(Beginning of Recorded information)

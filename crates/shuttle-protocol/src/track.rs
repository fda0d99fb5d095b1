//! Magnetic stripe track 2 parser.
//!
//! The reader delivers whatever it decoded from the stripe as one byte
//! string, usually track 1 followed by track 2:
//!
//! ```text
//! %B4111111111111111^DOE/JOHN^25121011000000000000?;4111111111111111=25121011000000000000?
//! ^------------------ track 1 -----------------------^------------- track 2 ------------^
//! ```
//!
//! Only track 2 is used. Its primary account number (PAN) is a run of
//! 12-19 digits followed by the `=` separator and the expiration in
//! `YYMM` order. Track 1 uses `^` separators and never matches.
//!
//! # Examples
//!
//! ```
//! use shuttle_protocol::TrackParser;
//!
//! let track = TrackParser::parse(b";4111111111111111=25121011000000000000?").unwrap();
//! assert_eq!(track.card(), "4111111111111111");
//! assert_eq!(track.exp(), "1225"); // MMYY
//!
//! assert!(TrackParser::parse(b"%B4111111111111111^DOE/JOHN^2512?").is_none());
//! ```

use shuttle_core::{
    CardSwipe, Result,
    constants::{EXPIRATION_LENGTH, MAX_PAN_LENGTH, MIN_PAN_LENGTH, TRACK2_SEPARATOR},
};
use std::fmt;

/// Card fields found in track 2.
#[derive(Clone, PartialEq, Eq)]
pub struct Track2 {
    card: String,
    exp: String,
}

impl Track2 {
    /// Primary account number.
    pub fn card(&self) -> &str {
        &self.card
    }

    /// Expiration in `MMYY` order.
    pub fn exp(&self) -> &str {
        &self.exp
    }

    /// Combine with the raw payload into the caller-facing swipe result.
    ///
    /// # Errors
    /// Returns an error if the fields fail [`CardSwipe`] validation, which
    /// the parser rules out for anything it returns.
    pub fn into_swipe(self, raw: impl Into<String>) -> Result<CardSwipe> {
        CardSwipe::new(&self.card, &self.exp, raw)
    }
}

impl fmt::Debug for Track2 {
    fn fmt(&self, f: &mut fmt::Formatter<'_>) -> fmt::Result {
        let last4 = &self.card[self.card.len().saturating_sub(4)..];
        f.debug_struct("Track2")
            .field("card", &format_args!("...{last4}"))
            .field("exp", &self.exp)
            .finish()
    }
}

/// Parser for raw swipe payloads.
pub struct TrackParser;

impl TrackParser {
    /// Parse a raw swipe payload.
    ///
    /// Bytes that are not valid UTF-8 are replaced before matching, so a
    /// noisy track 1 does not hide a clean track 2.
    ///
    /// Returns `None` if no track 2 PAN with a valid expiration is present.
    pub fn parse(raw: &[u8]) -> Option<Track2> {
        Self::parse_str(&String::from_utf8_lossy(raw))
    }

    /// Parse an already decoded swipe payload.
    ///
    /// The first separator preceded by a PAN of acceptable length and
    /// followed by a `YYMM` expiration with month 01-12 wins.
    pub fn parse_str(text: &str) -> Option<Track2> {
        let bytes = text.as_bytes();

        for (sep, _) in text.match_indices(TRACK2_SEPARATOR) {
            let start = bytes[..sep]
                .iter()
                .rposition(|b| !b.is_ascii_digit())
                .map_or(0, |p| p + 1);

            let pan_len = sep - start;
            if !(MIN_PAN_LENGTH..=MAX_PAN_LENGTH).contains(&pan_len) {
                continue;
            }

            let exp_start = sep + 1;
            let exp_end = exp_start + EXPIRATION_LENGTH;
            let Some(exp) = bytes.get(exp_start..exp_end) else {
                continue;
            };
            if !exp.iter().all(u8::is_ascii_digit) {
                continue;
            }

            // All-digit ranges are ASCII, so these slices sit on char boundaries.
            let yy = &text[exp_start..exp_start + 2];
            let mm = &text[exp_start + 2..exp_end];
            if !matches!(mm.parse::<u8>(), Ok(1..=12)) {
                continue;
            }

            return Some(Track2 {
                card: text[start..sep].to_string(),
                exp: format!("{mm}{yy}"),
            });
        }

        None
    }
}
use serde::{Deserialize, Serialize};
use shuttle_core::{Error, Result, constants::DEFAULT_SWIPE_TIMEOUT_SECS};

/// Reader configuration.
///
/// The connection profile is fixed and not part of the configuration.
#[derive(Debug, Clone, PartialEq, Eq, Serialize, Deserialize)]
#[serde(default)]
pub struct ReaderConfig {
    /// Reader name used in logs.
    pub name: String,

    /// Swipe timeout requested when arming. The driver caps the effective
    /// window at 30 seconds.
    pub swipe_timeout_secs: u16,
}

impl Default for ReaderConfig {
    fn default() -> Self {
        Self {
            name: "IDTech Shuttle".to_string(),
            swipe_timeout_secs: DEFAULT_SWIPE_TIMEOUT_SECS,
        }
    }
}

impl ReaderConfig {
    /// Check the configuration.
    ///
    /// # Errors
    /// Returns `Error::Config` for an empty name or a zero swipe timeout.
    pub fn validate(&self) -> Result<()> {
        if self.name.trim().is_empty() {
            return Err(Error::Config("reader name must not be empty".to_string()));
        }
        if self.swipe_timeout_secs == 0 {
            return Err(Error::Config(
                "swipe timeout must be at least one second".to_string(),
            ));
        }
        Ok(())
    }
}
//! Reader driver abstraction layer for the Shuttle audio-jack card reader.
//!
//! This crate defines the interface between the reader protocol core and
//! the vendor driver that talks to the reader over the headset jack, plus
//! the collaborators that live next to it: the event sink the driver
//! reports through, and the headset plug monitor.
//!
//! # Design Philosophy
//!
//! - **Fire-and-forget**: Every driver operation only *starts* something.
//!   Results arrive later as [`ReaderEvent`]s on the driver's own callback
//!   context, so the traits are synchronous and never block.
//! - **Disposable connections**: A [`ReaderConnection`] is opened per
//!   detection attempt and released on every exit path. The driver can
//!   wedge after a failed handshake, and a fresh connection is the only
//!   reliable recovery.
//! - **Error-aware**: All operations return [`Result<T>`][error::Result].
//!   The driver is known to raise spurious faults on already-idle
//!   operations; these surface as [`HardwareError::DriverFault`] so the
//!   caller can decide to swallow them.
//!
//! # Driver Traits
//!
//! ```no_run
//! use shuttle_hardware::{EventSink, ReaderConnection, ReaderDriver, Result};
//! use shuttle_protocol::{ConnectionProfile, DriverCommand};
//!
//! fn probe<D: ReaderDriver>(driver: &D, sink: EventSink) -> Result<D::Connection> {
//!     let mut connection = driver.open(sink)?;
//!     connection.connect_with_profile(ConnectionProfile::shuttle())?;
//!     connection.register_listen()?;
//!     Ok(connection)
//! }
//! ```
//!
//! # Mock Implementation
//!
//! [`mock::MockDriver`] records every call and lets tests inject driver
//! events, so the protocol core can be exercised without a reader.
//!
//! [`ReaderEvent`]: shuttle_protocol::ReaderEvent

pub mod error;
pub mod headset;
pub mod mock;
pub mod sink;
pub mod traits;

// Re-export commonly used types for convenience
pub use error::{HardwareError, Result};
pub use headset::{HeadsetMonitor, PlugEvent};
pub use sink::{EventSink, Generation, SessionEvent, event_channel};
pub use traits::{ReaderConnection, ReaderDriver};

(End of Recorded information)

## Task to complete
Could you reproduce every record above exactly as it stands?

## Answer to the exercise
filename crates/shuttle-protocol/src/track.rs
repository fda0d99fb5d095b1
//! Magnetic stripe track 2 parser.
//!
//! The reader delivers whatever it decoded from the stripe as one byte
//! string, usually track 1 followed by track 2:
//!
//! ```text
//! %B4111111111111111^DOE/JOHN^25121011000000000000?;4111111111111111=25121011000000000000?
//! ^------------------ track 1 -----------------------^------------- track 2 ------------^
//! ```
//!
//! Only track 2 is used. Its primary account number (PAN) is a run of
//! 12-19 digits followed by the `=` separator and the expiration in
//! `YYMM` order. Track 1 uses `^` separators and never matches.
//!
//! # Examples
//!
//! ```
//! use shuttle_protocol::TrackParser;
//!
//! let track = TrackParser::parse(b";4111111111111111=25121011000000000000?").unwrap();
//! assert_eq!(track.card(), "4111111111111111");
//! assert_eq!(track.exp(), "1225"); // MMYY
//!
//! assert!(TrackParser::parse(b"%B4111111111111111^DOE/JOHN^2512?").is_none());
//! ```

use shuttle_core::{
    CardSwipe, Result,
    constants::{EXPIRATION_LENGTH, MAX_PAN_LENGTH, MIN_PAN_LENGTH, TRACK2_SEPARATOR},
};
use std::fmt;

/// Card fields found in track 2.
#[derive(Clone, PartialEq, Eq)]
pub struct Track2 {
    card: String,
    exp: String,
}

impl Track2 {
    /// Primary account number.
    pub fn card(&self) -> &str {
        &self.card
    }

    /// Expiration in `MMYY` order.
    pub fn exp(&self) -> &str {
        &self.exp
    }

    /// Combine with the raw payload into the caller-facing swipe result.
    ///
    /// # Errors
    /// Returns an error if the fields fail [`CardSwipe`] validation, which
    /// the parser rules out for anything it returns.
    pub fn into_swipe(self, raw: impl Into<String>) -> Result<CardSwipe> {
        CardSwipe::new(&self.card, &self.exp, raw)
    }
}

impl fmt::Debug for Track2 {
    fn fmt(&self, f: &mut fmt::Formatter<'_>) -> fmt::Result {
        let last4 = &self.card[self.card.len().saturating_sub(4)..];
        f.debug_struct("Track2")
            .field("card", &format_args!("...{last4}"))
            .field("exp", &self.exp)
            .finish()
    }
}

/// Parser for raw swipe payloads.
pub struct TrackParser;

impl TrackParser {
    /// Parse a raw swipe payload.
    ///
    /// Bytes that are not valid UTF-8 are replaced before matching, so a
    /// noisy track 1 does not hide a clean track 2.
    ///
    /// Returns `None` if no track 2 PAN with a valid expiration is present.
    pub fn parse(raw: &[u8]) -> Option<Track2> {
        Self::parse_str(&String::from_utf8_lossy(raw))
    }

    /// Parse an already decoded swipe payload.
    ///
    /// The first separator preceded by a PAN of acceptable length and
    /// followed by a `YYMM` expiration with month 01-12 wins.
    pub fn parse_str(text: &str) -> Option<Track2> {
        let bytes = text.as_bytes();

        for (sep, _) in text.match_indices(TRACK2_SEPARATOR) {
            let start = bytes[..sep]
                .iter()
                .rposition(|b| !b.is_ascii_digit())
                .map_or(0, |p| p + 1);

            let pan_len = sep - start;
            if !(MIN_PAN_LENGTH..=MAX_PAN_LENGTH).contains(&pan_len) {
                continue;
            }

            let exp_start = sep + 1;
            let exp_end = exp_start + EXPIRATION_LENGTH;
            let Some(exp) = bytes.get(exp_start..exp_end) else {
                continue;
            };
            if !exp.iter().all(u8::is_ascii_digit) {
                continue;
            }

            // All-digit ranges are ASCII, so these slices sit on char boundaries.
            let yy = &text[exp_start..exp_start + 2];
            let mm = &text[exp_start + 2..exp_end];
            if !matches!(mm.parse::<u8>(), Ok(1..=12)) {
                continue;
            }

            return Some(Track2 {
                card: text[start..sep].to_string(),
                exp: format!("{mm}{yy}"),
            });
        }

        None
    }
}
use serde::{Deserialize, Serialize};
use shuttle_core::{Error, Result, constants::DEFAULT_SWIPE_TIMEOUT_SECS};

/// Reader configuration.
///
/// The connection profile is fixed and not part of the configuration.
#[derive(Debug, Clone, PartialEq, Eq, Serialize, Deserialize)]
#[serde(default)]
pub struct ReaderConfig {
    /// Reader name used in logs.
    pub name: String,

    /// Swipe timeout requested when arming. The driver caps the effective
    /// window at 30 seconds.
    pub swipe_timeout_secs: u16,
}

impl Default for ReaderConfig {
    fn default() -> Self {
        Self {
            name: "IDTech Shuttle".to_string(),
            swipe_timeout_secs: DEFAULT_SWIPE_TIMEOUT_SECS,
        }
    }
}

impl ReaderConfig {
    /// Check the configuration.
    ///
    /// # Errors
    /// Returns `Error::Config` for an empty name or a zero swipe timeout.
    pub fn validate(&self) -> Result<()> {
        if self.name.trim().is_empty() {
            return Err(Error::Config("reader name must not be empty".to_string()));
        }
        if self.swipe_timeout_secs == 0 {
            return Err(Error::Config(
                "swipe timeout must be at least one second".to_string(),
            ));
        }
        Ok(())
    }
}
//! Reader driver abstraction layer for the Shuttle audio-jack card reader.
//!
//! This crate defines the interface between the reader protocol core and
//! the vendor driver that talks to the reader over the headset jack, plus
//! the collaborators that live next to it: the event sink the driver
//! reports through, and the headset plug monitor.
//!
//! # Design Philosophy
//!
//! - **Fire-and-forget**: Every driver operation only *starts* something.
//!   Results arrive later as [`ReaderEvent`]s on the driver's own callback
//!   context, so the traits are synchronous and never block.
//! - **Disposable connections**: A [`ReaderConnection`] is opened per
//!   detection attempt and released on every exit path. The driver can
//!   wedge after a failed handshake, and a fresh connection is the only
//!   reliable recovery.
//! - **Error-aware**: All operations return [`Result<T>`][error::Result].
//!   The driver is known to raise spurious faults on already-idle
//!   operations; these surface as [`HardwareError::DriverFault`] so the
//!   caller can decide to swallow them.
//!
//! # Driver Traits
//!
//! ```no_run
//! use shuttle_hardware::{EventSink, ReaderConnection, ReaderDriver, Result};
//! use shuttle_protocol::{ConnectionProfile, DriverCommand};
//!
//! fn probe<D: ReaderDriver>(driver: &D, sink: EventSink) -> Result<D::Connection> {
//!     let mut connection = driver.open(sink)?;
//!     connection.connect_with_profile(ConnectionProfile::shuttle())?;
//!     connection.register_listen()?;
//!     Ok(connection)
//! }
//! ```
//!
//! # Mock Implementation
//!
//! [`mock::MockDriver`] records every call and lets tests inject driver
//! events, so the protocol core can be exercised without a reader.
//!
//! [`ReaderEvent`]: shuttle_protocol::ReaderEvent

pub mod error;
pub mod headset;
pub mod mock;
pub mod sink;
pub mod traits;

// Re-export commonly used types for convenience
pub use error::{HardwareError, Result};
pub use headset::{HeadsetMonitor, PlugEvent};
pub use sink::{EventSink, Generation, SessionEvent, event_channel};
pub use traits::{ReaderConnection, ReaderDriver};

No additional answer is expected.